(DATASET)
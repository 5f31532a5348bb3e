#![cfg_attr(feature = "fail-on-warnings", deny(warnings))]
#![warn(clippy::all, clippy::pedantic, clippy::nursery, clippy::cargo)]
#![allow(clippy::multiple_crate_versions, clippy::cargo_common_metadata)]

//! `GeoJSON` encoding of location records for the map surface.
//!
//! Each record becomes one `Point` feature at `[longitude, latitude]` with a
//! flat property bag. The nested `communities` and `pointsOfInterest`
//! collections are embedded as JSON arrays rather than stringified, so
//! [`decode`] restores exactly what [`encode`] was given, order included.

mod decode;
mod encode;

pub use decode::{decode, decode_feature, from_geojson_string};
pub use encode::{encode, encode_record, to_geojson_string};
use thiserror::Error;

/// Property keys written on every feature.
pub mod keys {
    /// Record identifier.
    pub const ID: &str = "id";
    /// City name.
    pub const CITY: &str = "city";
    /// State or province name.
    pub const STATE: &str = "state";
    /// Country code.
    pub const COUNTRY: &str = "country";
    /// Indian population.
    pub const INDIAN_POPULATION: &str = "indianPopulation";
    /// Total population.
    pub const TOTAL_POPULATION: &str = "totalPopulation";
    /// Derived Indian share in percent. Display only; ignored on decode.
    pub const PERCENT_INDIAN: &str = "percentIndian";
    /// Community tags.
    pub const COMMUNITIES: &str = "communities";
    /// Point of interest tallies.
    pub const POINTS_OF_INTEREST: &str = "pointsOfInterest";
}

/// Errors that can occur while decoding features.
#[derive(Debug, Error)]
pub enum FeatureError {
    /// JSON (de)serialization failed.
    #[error("JSON error: {0}")]
    Json(#[from] serde_json::Error),

    /// A feature has no geometry.
    #[error("Feature {index} has no geometry")]
    MissingGeometry {
        /// Position of the feature in its collection.
        index: usize,
    },

    /// A feature's geometry is not a `Point`.
    #[error("Feature {index} has a {kind} geometry, expected Point")]
    NotAPoint {
        /// Position of the feature in its collection.
        index: usize,
        /// The `GeoJSON` type that was found.
        kind: &'static str,
    },

    /// A point has fewer than two coordinates.
    #[error("Feature {index} has a malformed position")]
    InvalidPosition {
        /// Position of the feature in its collection.
        index: usize,
    },

    /// A feature has no property bag.
    #[error("Feature {index} has no properties")]
    MissingProperties {
        /// Position of the feature in its collection.
        index: usize,
    },

    /// The property bag does not describe a location record.
    #[error("Feature {index} has invalid properties: {source}")]
    Properties {
        /// Position of the feature in its collection.
        index: usize,
        /// Underlying deserialization error.
        source: serde_json::Error,
    },
}

#[cfg(test)]
mod tests {
    use super::*;

    #[test]
    fn full_dataset_round_trips() {
        let dataset = diaspora_map_demographics::embedded();
        let collection = encode(dataset);
        let decoded = decode(&collection).unwrap();
        assert_eq!(decoded.as_slice(), dataset.records());
    }

    #[test]
    fn round_trips_through_a_string() {
        let dataset = diaspora_map_demographics::embedded();
        let json = to_geojson_string(&encode(dataset)).unwrap();
        let decoded = decode(&from_geojson_string(&json).unwrap()).unwrap();
        assert_eq!(decoded.as_slice(), dataset.records());
    }

    #[test]
    fn empty_input_round_trips() {
        let collection = encode(std::iter::empty());
        assert!(collection.features.is_empty());
        assert!(collection.bbox.is_none());
        assert!(decode(&collection).unwrap().is_empty());
    }
}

(TASK TO CARRY OUT) Could you copy each line in the listing above that includes the word "const"?

(RESULT OF THIS TASK)
    pub const ID: &str = "id";
    pub const CITY: &str = "city";
    pub const STATE: &str = "state";
    pub const COUNTRY: &str = "country";
    pub const INDIAN_POPULATION: &str = "indianPopulation";
    pub const TOTAL_POPULATION: &str = "totalPopulation";
    pub const PERCENT_INDIAN: &str = "percentIndian";
    pub const COMMUNITIES: &str = "communities";
    pub const POINTS_OF_INTEREST: &str = "pointsOfInterest";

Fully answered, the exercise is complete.